Pretty Good, But Not Wilson's Best

In my opinion I feel that Wilson's FENCES is his best play. I've read THE PIANO LESSON and SEVEN GUITARS. August Wilson is an EXCELLENT playwright who truly captures the African American struggle with such humor, satire, irony, hope, and sadness. This was a good read, but not one of his best to me.
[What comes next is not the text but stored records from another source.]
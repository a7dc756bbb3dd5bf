//! Recite - Playback Control
//!
//! Platform-agnostic playback control for verse-by-verse recitation.
//!
//! This crate provides:
//! - A single shared playback state (idle, loading, playing) per application
//! - Play/pause toggling per item
//! - Autoplay through the remaining items of a group
//! - Supersession: a new request always cancels the previous clip
//! - Error recovery to idle, surfaced as events instead of errors
//!
//! # Architecture
//!
//! `recite-playback` never touches the network or audio hardware. Clips are
//! opened through the [`AudioBackend`] trait and report back with
//! [`ResourceEvent`]s. `recite-audio-desktop` provides the desktop backend.
//!
//! # Example
//!
//! ```rust
//! use recite_core::PlaybackItem;
//! use recite_playback::{
//!     AudioBackend, AudioResource, PlayOptions, PlaybackConfig, PlaybackController,
//!     ResourceEvent, ResourceId, Result,
//! };
//! use url::Url;
//!
//! struct Silent(ResourceId);
//!
//! impl AudioResource for Silent {
//!     fn id(&self) -> ResourceId { self.0 }
//!     fn start(&mut self) -> Result<()> { Ok(()) }
//!     fn release(&mut self) {}
//! }
//!
//! struct SilentBackend;
//!
//! impl AudioBackend for SilentBackend {
//!     type Resource = Silent;
//!     fn open(&mut self, id: ResourceId, _url: &Url) -> Result<Silent> { Ok(Silent(id)) }
//! }
//!
//! let mut controller = PlaybackController::new(PlaybackConfig::default(), SilentBackend)?;
//!
//! // Play the opening chapter from its first verse
//! controller.play(PlaybackItem::new(1, 1), PlayOptions::autoplay(7))?;
//! assert!(controller.state().is_loading);
//!
//! // The backend reports the clip as audible
//! let id = controller.current_resource().unwrap();
//! controller.handle_event(ResourceEvent::ready(id));
//! assert!(controller.state().is_playing);
//!
//! // Pressing play again on the same verse pauses it
//! controller.play(PlaybackItem::new(1, 1), PlayOptions::single())?;
//! assert!(controller.state().is_idle());
//! # Ok::<(), recite_playback::PlaybackError>(())
//! ```

#![forbid(unsafe_code)]
#![warn(missing_docs)]

pub mod controller;
pub mod error;
pub mod events;
pub mod queue;
pub mod resource;
pub mod types;

pub use controller::PlaybackController;
pub use error::{PlaybackError, Result};
pub use events::PlaybackEvent;
pub use queue::AutoplayQueue;
pub use resource::{AudioBackend, AudioResource, ResourceEvent, ResourceEventKind, ResourceId};
pub use types::{
    ItemAffordance, PlayOptions, PlaybackConfig, PlaybackPhase, PlaybackState, ToggleWhileLoading,
};
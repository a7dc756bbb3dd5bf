//! Built-in chapter catalog
//!
//! Fixed verse counts for all 114 chapters, usable offline.

use crate::error::{CoreError, Result};
use crate::traits::ContentSource;
use crate::types::PlaybackItem;

/// Verse count per chapter, indexed by `chapter - 1`
const VERSE_COUNTS: [u32; 114] = [
    7, 286, 200, 176, 120, 165, 206, 75, 129, 109, 123, 111, 43, 52, 99, 128, 111, 110, 98, 135,
    112, 78, 118, 64, 77, 227, 93, 88, 69, 60, 34, 30, 73, 54, 45, 83, 182, 88, 75, 85, 54, 53,
    89, 59, 37, 35, 38, 29, 18, 45, 60, 49, 62, 55, 78, 96, 29, 22, 24, 13, 14, 11, 11, 18, 12,
    12, 30, 52, 52, 44, 28, 28, 20, 56, 40, 31, 50, 40, 46, 42, 29, 19, 36, 25, 22, 17, 19, 26,
    30, 20, 15, 21, 11, 8, 8, 19, 5, 8, 8, 11, 11, 8, 3, 9, 5, 4, 7, 3, 6, 3, 5, 4, 5, 6,
];

/// Static catalog of chapters and their verse counts
#[derive(Debug, Clone, Copy, Default)]
pub struct ChapterCatalog;

impl ChapterCatalog {
    /// Create the catalog
    pub fn new() -> Self {
        Self
    }

    /// Iterate `(chapter, verse_count)` pairs in order
    pub fn chapters(&self) -> impl Iterator<Item = (u32, u32)> {
        (1u32..).zip(VERSE_COUNTS)
    }

    /// Total number of verses across all chapters
    pub fn total_items(&self) -> u32 {
        VERSE_COUNTS.iter().sum()
    }

    /// Check that an item exists in the catalog
    pub fn contains(&self, item: &PlaybackItem) -> bool {
        item.validate().is_ok()
            && self
                .item_count(item.group_id)
                .is_ok_and(|count| item.item_index <= count)
    }
}

impl ContentSource for ChapterCatalog {
    fn group_count(&self) -> u32 {
        VERSE_COUNTS.len() as u32
    }

    fn item_count(&self, group_id: u32) -> Result<u32> {
        group_id
            .checked_sub(1)
            .and_then(|index| VERSE_COUNTS.get(index as usize))
            .copied()
            .ok_or(CoreError::GroupNotFound(group_id))
    }
}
A compelling mix of humor and tragedy

August Wilson's play "Seven Guitars" had its Broadway premiere in 1996. The play follows seven African-American characters, both male and female, in Pittsburgh in 1948. The first scene opens after the funeral of one character, and the play then moves back in time to tell his story.There is a lot of excellent material in this play. Wilson expertly weaves in songs, humor, one character's recipe for turnip greens, and a funny discourse on the difference between Alabama, Georgia and Mississippi roosters. One character, Floyd, is a talented musician, and his arc offers a perspective on African-American artistic aspiration.Probably the most memorable character in the play is Hedley, a hardworking entrepreneur who is tormented by rage and lust. His dialogue is particularly rich, as he invokes Toussaint L'Ouverture, Marcus Garvey, and traditional African-American biblical interpretation. Overall, "Seven Guitars" is a frequently compelling play with well-written dialogue.

Musical language

Although not quite on a par with "Fences" or "The Piano Lesson," Wilson's story of a blues musician and his companions in the late '40s is still a compelling read. As usual, he creates music in the language of his characters, all of whom are distinctly drawn."Seven Guitars" recounts the fate of a Pittsburgh blues musician, Floyd "Schoolboy" Barton, who scores a hit record in Chicago, but falls short of capitalizing on his success, either with his music, or with his on-again, off-again love, Vera. Along the way, we meet his musician friends, Canewell and Red, his crusty neighbor Louise, the seductive young visitor Ruby, and the mysterious Hedley, who orates on Marcus Garvey, Ethiopia and Buddy Bolden while he goes about his job butchering chickens for sale on the streets of Pittsburgh.The play's vibrancy springs not only from the characters' plain-spoken poetry, but from Wilson's knowledge of blues, folk legends, superstitions and from his vivid recreation in print of a particular place: Pittsburgh, Pennsylvania, which he has managed to turn into a place of literary myth. As in "Fences" and in his play set in the '60s, "Two Trains Running" Wilson relies strongly on a character verging on and descending into madness. In "Seven Guitars," it's Hedley, and the way you feel about the play will be determined in part by your reaction to this character and how Wilson uses him. For me, Hedley's motivation was a bit too murky, and his most important act at the end of the play did not mesh well with the motivation Wilson developed for Floyd, the ambitious bluesman. Because of this problem, "Seven Guitars" lacks the powerful thematic punch of "Fences" and "The Piano Lesson."Still, this play makes a fine addition to Wilson's dramatic cycle that explores African-American life through the twentieth century. The play confirms his place as one of the great voices in the American theater.